Bill McLennan, a former  head of the ABS in the 1990s, says the ABS shouldn't conduct the plebiscite.

Bill McLennan, a former head of the ABS in the 1990s, says the ABS shouldn't conduct the plebiscite. Photo: AAP

Australia’s former top statistician says the Bureau of Statistics should not carry out the same-sex marriage postal vote, labelling it a “bad look”.

Bill McLennan, Australian Statistician and head of the Australian Bureau of Statistics between 1995 and 2000, said he doubted the ABS had the authority to conduct the vote.

The Turnbull government confirmed on Tuesday that it would ask the ABS to conduct a voluntary postal plebiscite between September 12 and November 15 provided the Senate rejected its preferred option – a compulsory attendance plebiscite.

The process would cost up to $122 million and ask a single question: “Do you support a change in the law to allow same-sex couples to marry?”

Mr McLennan warned the process could further damage the ABS, which came under fire last year for its handling of the national census and said he had heard “alarm bells” upon learning of the government’s plans.

“I’d be very wary if I was the Australian statistician. It’s not his job,” Mr McLennan told The New Daily.

“If the ABS ran this and it was a disaster, with all the political brouhaha going, you’d have to expect there’s a significant chance it would [break the ABS]. I don’t think anyone would dispute that.”

Mr McLennan, also a former head of the UK’s stats agency, said that he believed if the ABS-led poll was “challenged in a court, it would go down”.

“I don’t think the ABS has the authority to run the plebiscite to be truthful,” he said. “That’s my gut feeling.”

Malcolm Turnbull

The Turnbull government has announced a postal vote on gay marriage. Photo: AAP

The government was confident on Tuesday it could win a High Court challenge, arguing that the Finance Minister had the power “to make appropriations under certain circumstances of up to $295 million”. That would easily cover the $122 million cost of the postal vote, but the government would have to prove an “urgent” need for the expenditure.

It has declined to release legal advice on the issue, claiming this is common practice for all governments.

Mr McLennan’s doubts centred on the role of the ABS itself, saying the “Minister can direct the ABS to collect statistics”, but that a “plebiscite is not statistics”.

“The ABS Act is quite specific … it says there’s got to be statistics for publication.

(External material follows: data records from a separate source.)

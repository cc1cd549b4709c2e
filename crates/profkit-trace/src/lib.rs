//! Allocation tracing for profkit.
//!
//! This crate provides a global allocator that counts allocations and frees
//! (count and bytes) while tracing is started:
//! - **start / stop**: toggle counting without swapping allocators
//! - **snapshot**: read the totals at any point and diff them
//!
//! # Usage
//!
//! Add to your `Cargo.toml`:
//! ```toml
//! [dependencies]
//! profkit-trace = { version = "0.1", features = ["heap"] }
//! ```
//!
//! Install the allocator with the `profiler!` macro, then bracket the code
//! under test:
//! ```rust,ignore
//! profkit_trace::profiler!();
//!
//! profkit_trace::start();
//! let before = profkit_trace::snapshot();
//! work();
//! let used = profkit_trace::snapshot().delta(&before);
//! ```
//!
//! When the `heap` feature is disabled, the macro expands to nothing and the
//! counters stay at zero.

#![no_std]

mod counters;

pub use counters::{HeapCounters, is_tracing, reset, snapshot, start, stop};

/// Check if allocation counting is compiled in
pub const fn heap_compiled() -> bool {
    cfg!(feature = "heap")
}

/// A counting allocator that wraps the libc allocator.
///
/// With the `heap` feature enabled every allocation, reallocation and free
/// is added to the process-wide counters while tracing is started.
/// Without it, the allocator is a plain passthrough.
pub struct TracingAllocator;

impl TracingAllocator {
    pub const fn new() -> Self {
        Self
    }
}

impl Default for TracingAllocator {
    fn default() -> Self {
        Self::new()
    }
}

mod system {
    use core::alloc::Layout;
    use core::ptr;

    /// Alignment guaranteed by malloc on the targets we build for
    #[cfg(target_pointer_width = "64")]
    const MIN_ALIGN: usize = 16;
    #[cfg(not(target_pointer_width = "64"))]
    const MIN_ALIGN: usize = 8;

    #[inline]
    fn malloc_aligned(layout: &Layout) -> bool {
        layout.align() <= MIN_ALIGN && layout.align() <= layout.size()
    }

    #[inline]
    pub(crate) unsafe fn alloc(layout: Layout) -> *mut u8 {
        if malloc_aligned(&layout) {
            return unsafe { libc::malloc(layout.size()) as *mut u8 };
        }
        let mut out: *mut libc::c_void = ptr::null_mut();
        let align = layout.align().max(core::mem::size_of::<usize>());
        let ret = unsafe { libc::posix_memalign(&mut out, align, layout.size()) };
        if ret != 0 {
            ptr::null_mut()
        } else {
            out as *mut u8
        }
    }

    #[inline]
    pub(crate) unsafe fn alloc_zeroed(layout: Layout) -> *mut u8 {
        if malloc_aligned(&layout) {
            return unsafe { libc::calloc(1, layout.size()) as *mut u8 };
        }
        let ptr = unsafe { alloc(layout) };
        if !ptr.is_null() {
            unsafe { ptr::write_bytes(ptr, 0, layout.size()) };
        }
        ptr
    }

    #[inline]
    pub(crate) unsafe fn dealloc(ptr: *mut u8) {
        unsafe { libc::free(ptr as *mut libc::c_void) }
    }

    #[inline]
    pub(crate) unsafe fn realloc(ptr: *mut u8, layout: Layout, new_size: usize) -> *mut u8 {
        if layout.align() <= MIN_ALIGN && layout.align() <= new_size {
            return unsafe { libc::realloc(ptr as *mut libc::c_void, new_size) as *mut u8 };
        }
        let Ok(new_layout) = Layout::from_size_align(new_size, layout.align()) else {
            return ptr::null_mut();
        };
        let new_ptr = unsafe { alloc(new_layout) };
        if !new_ptr.is_null() {
            unsafe {
                ptr::copy_nonoverlapping(ptr, new_ptr, layout.size().min(new_size));
                dealloc(ptr);
            }
        }
        new_ptr
    }
}

#[cfg(not(feature = "heap"))]
mod disabled {
    use super::{TracingAllocator, system};
    use core::alloc::{GlobalAlloc, Layout};

    unsafe impl GlobalAlloc for TracingAllocator {
        #[inline]
        unsafe fn alloc(&self, layout: Layout) -> *mut u8 {
            unsafe { system::alloc(layout) }
        }

        #[inline]
        unsafe fn dealloc(&self, ptr: *mut u8, _layout: Layout) {
            unsafe { system::dealloc(ptr) }
        }

        #[inline]
        unsafe fn realloc(&self, ptr: *mut u8, layout: Layout, new_size: usize) -> *mut u8 {
            unsafe { system::realloc(ptr, layout, new_size) }
        }

        #[inline]
        unsafe fn alloc_zeroed(&self, layout: Layout) -> *mut u8 {
            unsafe { system::alloc_zeroed(layout) }
        }
    }
}

#[cfg(feature = "heap")]
mod enabled {
    use super::counters::{record_alloc, record_dealloc};
    use super::{TracingAllocator, system};
    use core::alloc::{GlobalAlloc, Layout};

    unsafe impl GlobalAlloc for TracingAllocator {
        #[inline]
        unsafe fn alloc(&self, layout: Layout) -> *mut u8 {
            let ptr = unsafe { system::alloc(layout) };
            if !ptr.is_null() {
                record_alloc(layout.size());
            }
            ptr
        }

        #[inline]
        unsafe fn dealloc(&self, ptr: *mut u8, layout: Layout) {
            record_dealloc(layout.size());
            unsafe { system::dealloc(ptr) }
        }

        #[inline]
        unsafe fn realloc(&self, ptr: *mut u8, layout: Layout, new_size: usize) -> *mut u8 {
            let new_ptr = unsafe { system::realloc(ptr, layout, new_size) };
            // A failed realloc leaves the old block in place
            if !new_ptr.is_null() {
                record_dealloc(layout.size());
                record_alloc(new_size);
            }
            new_ptr
        }

        #[inline]
        unsafe fn alloc_zeroed(&self, layout: Layout) -> *mut u8 {
            let ptr = unsafe { system::alloc_zeroed(layout) };
            if !ptr.is_null() {
                record_alloc(layout.size());
            }
            ptr
        }
    }
}

/// Install the tracing allocator as the global allocator.
///
/// Counting only happens between [`start`] and [`stop`].
/// When the `heap` feature is disabled, it expands to a no-op.
///
/// # Examples
///
/// ```rust,ignore
/// profkit_trace::profiler!();
/// ```
#[macro_export]
#[cfg(feature = "heap")]
macro_rules! profiler {
    () => {
        #[global_allocator]
        static __PROFKIT_ALLOC: $crate::TracingAllocator = $crate::TracingAllocator::new();
    };
}

/// No-op when heap feature is disabled
#[macro_export]
#[cfg(not(feature = "heap"))]
macro_rules! profiler {
    () => {};
}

There’s no way in the world you can say the plebiscite is statistics. It’s just getting a single number. It’s not statistics about who said yes, and who said no, and whether they were men and women or above 35. It’s not a statistical issue. It’s just a vote.”

Noting its difficulties with last year, Mr McLennan called into question the ability of the ABS to conduct a plebiscite, which would be its second-biggest project behind the census.

“Running a plebiscite off an electoral commission list is a different job to [running the census]. You can’t draw a line from one to the other but you have to start thinking if their managerial capacity is up to it.”

His comments come as same-sex marriage advocates seek new legal advice on the constitutionality of the ABS conducting the postal ballot.

“It’s too early to have a confirmed view on exactly whether this carries the same legal risk as the AEC, obviously it’s a different agency,” Equality Campaign co-chair Anna Brown said on Tuesday.

Finance Minister Mathias Cormann argued that the Whitlam government’s decision to ask the ABS to survey 60,000 Australians by telephone poll to ask their opinion on the national anthem served as a precedent.

But Ms Brown said it was unclear how the ABS Act would cover such a “extraordinary proposal”.

“This is not a survey of a handful of households, or even 60,000 households as was the example pointed to this morning by the government.”